▶ Task details
Using the listing below, select the lines with the word "AwaitingTime" and copy them.

——————

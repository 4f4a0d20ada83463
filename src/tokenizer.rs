//! Report tokenizer and positional disambiguation.
//!
//! Splits raw report text into tokens and assigns each token exactly one
//! [`Group`]. Shape alone cannot tell a visibility in metres from half of a
//! validity range or a time group, so classification runs in two stages:
//!
//! 1. **Header**: report type, station identifier, observation/issue time,
//!    validity window and modifiers are recognised only at their fixed
//!    positions at the start of the report.
//! 2. **Body**: every remaining token is tried against the group classifiers
//!    in a fixed precedence order. Once a token is classified it is never
//!    reconsidered, and only the first visibility candidate of each period is
//!    taken as visibility.

use crate::constants::{REMARKS_MARKER, REPORT_MODIFIERS, REPORT_TYPES, SKY_CLEAR_MARKERS};
use crate::groups;
use crate::models::{
    ChangeIndicator, ClassifiedToken, Group, ReportModifier, ReportType, SkyClear, Token,
};
use regex::Regex;
use std::sync::LazyLock;
use tracing::trace;

static WHOLE_MILES_RE: LazyLock<Regex> = LazyLock::new(|| Regex::new(r"^\d{1,2}$").unwrap());

static FRACTION_MILES_RE: LazyLock<Regex> =
    LazyLock::new(|| Regex::new(r"^\d{1,2}/\d{1,2}SM$").unwrap());

/// Split a raw report into whitespace-delimited tokens with byte offsets.
///
/// A whole number directly followed by a fractional statute-mile group
/// (`1 1/2SM`) is merged into one token spanning both words.
pub fn tokenize(raw: &str) -> Vec<Token<'_>> {
    let mut words: Vec<Token<'_>> = Vec::new();
    let mut start: Option<usize> = None;

    for (index, ch) in raw.char_indices() {
        if ch.is_whitespace() {
            if let Some(begin) = start.take() {
                words.push(Token {
                    text: &raw[begin..index],
                    offset: begin,
                });
            }
        } else if start.is_none() {
            start = Some(index);
        }
    }
    if let Some(begin) = start {
        words.push(Token {
            text: &raw[begin..],
            offset: begin,
        });
    }

    let mut tokens = Vec::with_capacity(words.len());
    let mut index = 0;
    while index < words.len() {
        let word = words[index];
        match words.get(index + 1) {
            Some(next)
                if WHOLE_MILES_RE.is_match(word.text) && FRACTION_MILES_RE.is_match(next.text) =>
            {
                tokens.push(Token {
                    text: &raw[word.offset..next.end()],
                    offset: word.offset,
                });
                index += 2;
            }
            _ => {
                tokens.push(word);
                index += 1;
            }
        }
    }

    tokens
}

/// Tokenize and classify a raw report in one step
pub fn tokenize_and_classify(raw: &str) -> Vec<ClassifiedToken<'_>> {
    classify(&tokenize(raw))
}

/// Assign every token exactly one group, left to right
pub fn classify<'a>(tokens: &[Token<'a>]) -> Vec<ClassifiedToken<'a>> {
    let mut classified = Vec::with_capacity(tokens.len());
    let body_start = classify_header(tokens, &mut classified);

    let mut body = BodyClassifier::default();
    for token in &tokens[body_start..] {
        let group = body.classify(token.text);
        trace!("{:>12} -> {:?}", token.text, group.kind());
        classified.push(ClassifiedToken {
            token: *token,
            group,
        });
    }

    classified
}

/// Split classified tokens at the remarks marker.
///
/// Returns the tokens before `RMK` and the verbatim text following it, if any.
pub fn split_remarks<'t, 'a>(
    raw: &str,
    tokens: &'t [ClassifiedToken<'a>],
) -> (&'t [ClassifiedToken<'a>], Option<String>) {
    let Some(marker) = tokens
        .iter()
        .position(|t| matches!(t.group, Group::Remark))
    else {
        return (tokens, None);
    };

    let text = raw[tokens[marker].token.end()..].trim();
    let remarks = (!text.is_empty()).then(|| text.to_string());
    (&tokens[..marker], remarks)
}

/// Classify the fixed-position header groups and return the index of the
/// first body token.
fn classify_header<'a>(tokens: &[Token<'a>], out: &mut Vec<ClassifiedToken<'a>>) -> usize {
    let mut index = 0;
    let push = |out: &mut Vec<ClassifiedToken<'a>>, token: Token<'a>, group: Group| {
        trace!("{:>12} -> {:?} (header)", token.text, group.kind());
        out.push(ClassifiedToken { token, group });
    };

    // METAR / SPECI / TAF [AMD|COR]
    if let Some(report_type) = tokens
        .first()
        .filter(|t| REPORT_TYPES.contains(&t.text))
        .and_then(|t| ReportType::from_code(t.text))
    {
        push(out, tokens[0], Group::ReportType(report_type));
        index += 1;
        index += classify_modifiers(&tokens[index..], out, &["AMD", "COR"]);
    }

    let Some(station) = tokens
        .get(index)
        .and_then(|t| groups::parse_station_identifier(t.text))
    else {
        return index;
    };
    push(out, tokens[index], Group::StationIdentifier(station));
    index += 1;

    let Some(time) = tokens
        .get(index)
        .and_then(|t| groups::parse_station_time(t.text))
    else {
        return index;
    };
    push(out, tokens[index], Group::StationTime(time));
    index += 1;

    // Validity window directly after the issue time, modifiers either side
    index += classify_modifiers(&tokens[index..], out, REPORT_MODIFIERS);
    if let Some(window) = tokens
        .get(index)
        .and_then(|t| groups::parse_validity_window(t.text))
    {
        push(out, tokens[index], Group::ValidityWindow(window));
        index += 1;
        index += classify_modifiers(&tokens[index..], out, REPORT_MODIFIERS);
    }

    index
}

/// Classify a run of report modifiers from `allowed`, returning how many were consumed
fn classify_modifiers<'a>(
    tokens: &[Token<'a>],
    out: &mut Vec<ClassifiedToken<'a>>,
    allowed: &[&str],
) -> usize {
    let mut consumed = 0;
    for token in tokens {
        let modifier = allowed
            .contains(&token.text)
            .then(|| ReportModifier::from_code(token.text))
            .flatten();
        let Some(modifier) = modifier else {
            break;
        };
        out.push(ClassifiedToken {
            token: *token,
            group: Group::Modifier(modifier),
        });
        consumed += 1;
    }
    consumed
}

/// What a change keyword expects to see next
#[derive(Debug, Clone, Copy, PartialEq, Eq, Default)]
enum ChangeHeader {
    #[default]
    None,
    /// After TEMPO/BECMG: a validity window or trend times
    AwaitingTime,
    /// After PROBnn: an optional TEMPO, then a validity window
    AwaitingProbTempo,
}

/// Per-report state for body classification
#[derive(Debug, Default)]
struct BodyClassifier {
    visibility_taken: bool,
    in_remarks: bool,
    change_header: ChangeHeader,
}

impl BodyClassifier {
    fn classify(&mut self, text: &str) -> Group {
        if self.in_remarks {
            return Group::Remark;
        }
        if text == REMARKS_MARKER {
            self.in_remarks = true;
            return Group::Remark;
        }

        if let Some(group) = self.classify_change_header(text) {
            return group;
        }

        if let Some(indicator) = groups::parse_change_indicator(text) {
            self.begin_period(indicator);
            return Group::ChangeIndicator(indicator);
        }

        self.classify_condition(text)
    }

    /// Time groups belonging to the change keyword just seen
    fn classify_change_header(&mut self, text: &str) -> Option<Group> {
        let state = std::mem::take(&mut self.change_header);
        match state {
            ChangeHeader::None => None,
            ChangeHeader::AwaitingProbTempo if text == "TEMPO" => {
                self.change_header = ChangeHeader::AwaitingTime;
                Some(Group::ChangeIndicator(ChangeIndicator::Tempo))
            }
            ChangeHeader::AwaitingProbTempo | ChangeHeader::AwaitingTime => {
                if let Some(window) = groups::parse_validity_window(text) {
                    return Some(Group::ValidityWindow(window));
                }
                if let Some(time) = groups::parse_trend_time(text) {
                    self.change_header = ChangeHeader::AwaitingTime;
                    return Some(Group::TrendTime(time));
                }
                None
            }
        }
    }

    fn begin_period(&mut self, indicator: ChangeIndicator) {
        self.visibility_taken = false;
        self.change_header = match indicator {
            ChangeIndicator::Tempo | ChangeIndicator::Becmg => ChangeHeader::AwaitingTime,
            ChangeIndicator::Prob(_) => ChangeHeader::AwaitingProbTempo,
            ChangeIndicator::From(_) | ChangeIndicator::Nosig => ChangeHeader::None,
        };
    }

    /// Weather groups in precedence order
    fn classify_condition(&mut self, text: &str) -> Group {
        if text == "CAVOK" {
            self.visibility_taken = true;
            return Group::Cavok;
        }
        if let Some(wind) = groups::parse_wind(text) {
            return Group::Wind(wind);
        }
        if let Some(variation) = groups::parse_wind_variation(text) {
            return Group::WindVariation(variation);
        }
        if let Some(rvr) = groups::parse_runway_visual_range(text) {
            return Group::RunwayVisualRange(rvr);
        }
        if !self.visibility_taken {
            let visibility = groups::parse_visibility_metres(text)
                .or_else(|| groups::parse_visibility_miles(text));
            if let Some(visibility) = visibility {
                self.visibility_taken = true;
                return Group::Visibility(visibility);
            }
        }
        if let Some(layer) = groups::parse_cloud_layer(text) {
            return Group::CloudLayer(layer);
        }
        if SKY_CLEAR_MARKERS.contains(&text) {
            if let Some(marker) = SkyClear::from_code(text) {
                return Group::SkyClear(marker);
            }
        }
        if text == "NSW" {
            return Group::NoSignificantWeather;
        }
        if let Some(phenomenon) = groups::parse_weather_phenomenon(text) {
            return Group::WeatherPhenomenon(phenomenon);
        }
        if let Some(temperature) = groups::parse_temperature_dewpoint(text) {
            return Group::TemperatureDewpoint(temperature);
        }
        if let Some(extreme) = groups::parse_temperature_extreme(text) {
            return Group::TemperatureExtreme(extreme);
        }
        if let Some(pressure) = groups::parse_pressure(text) {
            return Group::Pressure(pressure);
        }

        trace!("Unrecognized group: {}", text);
        Group::Unrecognized
    }
}
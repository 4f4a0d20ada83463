//! Station ranking by visual-flight suitability.

use crate::config::DecoderConfig;
use crate::flight_category::classify_with_config;
use crate::metar::decode_metar;
use crate::models::{DecodedReport, FlightCategory, TafForecast};
use crate::taf::decode_taf;
use serde::{Deserialize, Serialize};
use tracing::debug;

/// A station with its latest reports and derived category
#[derive(Debug, Clone, PartialEq, Serialize, Deserialize)]
pub struct StationWeather {
    pub icao: String,
    pub raw_metar: Option<String>,
    pub raw_taf: Option<String>,
    pub metar: Option<DecodedReport>,
    pub taf: Option<TafForecast>,
    pub category: FlightCategory,
    pub score: u8,
}

impl StationWeather {
    /// Decode and classify a station's reports with the default config
    pub fn new(icao: impl Into<String>, raw_metar: Option<&str>, raw_taf: Option<&str>) -> Self {
        Self::with_config(icao, raw_metar, raw_taf, &DecoderConfig::default())
    }

    /// Decode and classify a station's reports.
    ///
    /// A missing or blank METAR leaves the station Unknown with score 0.
    pub fn with_config(
        icao: impl Into<String>,
        raw_metar: Option<&str>,
        raw_taf: Option<&str>,
        config: &DecoderConfig,
    ) -> Self {
        let raw_metar = non_blank(raw_metar);
        let raw_taf = non_blank(raw_taf);

        let metar = raw_metar.map(decode_metar);
        let (category, score) = metar
            .as_ref()
            .map_or((FlightCategory::Unknown, 0), |report| {
                classify_with_config(report, config)
            });

        Self {
            icao: icao.into(),
            raw_metar: raw_metar.map(str::to_string),
            raw_taf: raw_taf.map(str::to_string),
            metar,
            taf: raw_taf.map(decode_taf),
            category,
            score,
        }
    }
}

fn non_blank(raw: Option<&str>) -> Option<&str> {
    raw.filter(|text| !text.trim().is_empty())
}

/// Order stations best first; ties keep their input order
pub fn rank_stations(mut stations: Vec<StationWeather>) -> Vec<StationWeather> {
    stations.sort_by(|a, b| b.score.cmp(&a.score));
    debug!(
        "Ranked {} stations, best: {}",
        stations.len(),
        stations
            .first()
            .map_or("none", |station| station.icao.as_str())
    );
    stations
}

——————

▶ Response to the task
    AwaitingTime,
                self.change_header = ChangeHeader::AwaitingTime;
            ChangeHeader::AwaitingProbTempo | ChangeHeader::AwaitingTime => {
                    self.change_header = ChangeHeader::AwaitingTime;
            ChangeIndicator::Tempo | ChangeIndicator::Becmg => ChangeHeader::AwaitingTime,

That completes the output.